Her group also showed that when young adults viewed pictures of high-calorie foods, like a picture of chocolate cake, their brain appetite and reward centers were activated, and they reported greater hunger and desire to eat. These neural and behavioral responses to high-calorie food cues could stimulate food intake.

Page is currently conducting studies to determine brain and behavioral responses to dual stimulation
by food images and sugar intake. These studies have important public health implications in a
society that is inundated with high-sugar foods and tantalizing food stimuli.

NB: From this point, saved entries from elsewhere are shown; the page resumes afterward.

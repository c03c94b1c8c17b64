//! Bounded thumbnail cache with insertion-order eviction.

use std::fmt;
use std::num::NonZeroUsize;
use std::sync::Arc;

use lru::LruCache;
use pagecraft_render::Bitmap;
use serde::{Deserialize, Serialize};

/// Number of thumbnails kept when no capacity is configured.
pub const DEFAULT_CACHE_CAPACITY: usize = 50;

/// Cache key: a document and one of its pages.
#[derive(Clone, Debug, PartialEq, Eq, Hash)]
pub struct ThumbnailKey {
    pub document_id: String,
    pub page: u32,
}

impl ThumbnailKey {
    pub fn new(document_id: impl Into<String>, page: u32) -> Self {
        Self {
            document_id: document_id.into(),
            page,
        }
    }
}

impl fmt::Display for ThumbnailKey {
    fn fmt(&self, f: &mut fmt::Formatter<'_>) -> fmt::Result {
        write!(f, "{}-page-{}", self.document_id, self.page)
    }
}

/// Snapshot of cache occupancy.
#[derive(Debug, Clone, Copy, PartialEq, Eq, Serialize, Deserialize)]
pub struct CacheStats {
    pub size: usize,
    pub capacity: usize,
}

/// Thumbnail cache.
///
/// Lookups only peek, so the recency order is the insertion order and the
/// entry inserted first is evicted when full.
pub struct ThumbnailCache {
    cache: LruCache<ThumbnailKey, Arc<Bitmap>>,
}

impl ThumbnailCache {
    /// Create a cache holding at most `capacity` thumbnails (at least one).
    #[must_use]
    pub fn new(capacity: usize) -> Self {
        Self {
            cache: LruCache::new(NonZeroUsize::new(capacity).unwrap_or(NonZeroUsize::MIN)),
        }
    }

    /// Get a cached thumbnail without refreshing it.
    #[must_use]
    pub fn get(&self, key: &ThumbnailKey) -> Option<Arc<Bitmap>> {
        self.cache.peek(key).cloned()
    }

    #[must_use]
    pub fn contains(&self, key: &ThumbnailKey) -> bool {
        self.cache.contains(key)
    }

    /// Insert a thumbnail, returning the shared handle stored in the cache.
    ///
    /// Replacing an existing key keeps its original eviction position.
    pub fn insert(&mut self, key: ThumbnailKey, bitmap: Bitmap) -> Arc<Bitmap> {
        let bitmap = Arc::new(bitmap);
        match self.cache.peek_mut(&key) {
            Some(slot) => *slot = Arc::clone(&bitmap),
            None => {
                self.cache.push(key, Arc::clone(&bitmap));
            }
        }
        bitmap
    }

    pub fn clear(&mut self) {
        self.cache.clear();
    }

    #[must_use]
    pub fn len(&self) -> usize {
        self.cache.len()
    }

    #[must_use]
    pub fn is_empty(&self) -> bool {
        self.cache.is_empty()
    }

    #[must_use]
    pub fn capacity(&self) -> usize {
        self.cache.cap().get()
    }

    #[must_use]
    pub fn stats(&self) -> CacheStats {
        CacheStats {
            size: self.len(),
            capacity: self.capacity(),
        }
    }
}

impl fmt::Debug for ThumbnailCache {
    fn fmt(&self, f: &mut fmt::Formatter<'_>) -> fmt::Result {
        f.debug_struct("ThumbnailCache")
            .field("len", &self.len())
            .field("capacity", &self.capacity())
            .finish()
    }
}

impl Default for ThumbnailCache {
    fn default() -> Self {
        Self::new(DEFAULT_CACHE_CAPACITY)
    }
}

Despite being relatively early in her career as a clinical researcher, Page has already received several awards for her research. Most recently, she received the prestigious Pathway Accelerator Award from the American Diabetes Association for her translational research project entitled, “Neural
Mechanisms in Maternal-Fetal Programming for Obesity and Diabetes.” The award will provide $1.6 million in support for five years.

Page’s work has been published in top journals such as JAMA and PNAS, it was the basis for an op-ed piece in the Sunday New York Times, and she has been featured by many national news services.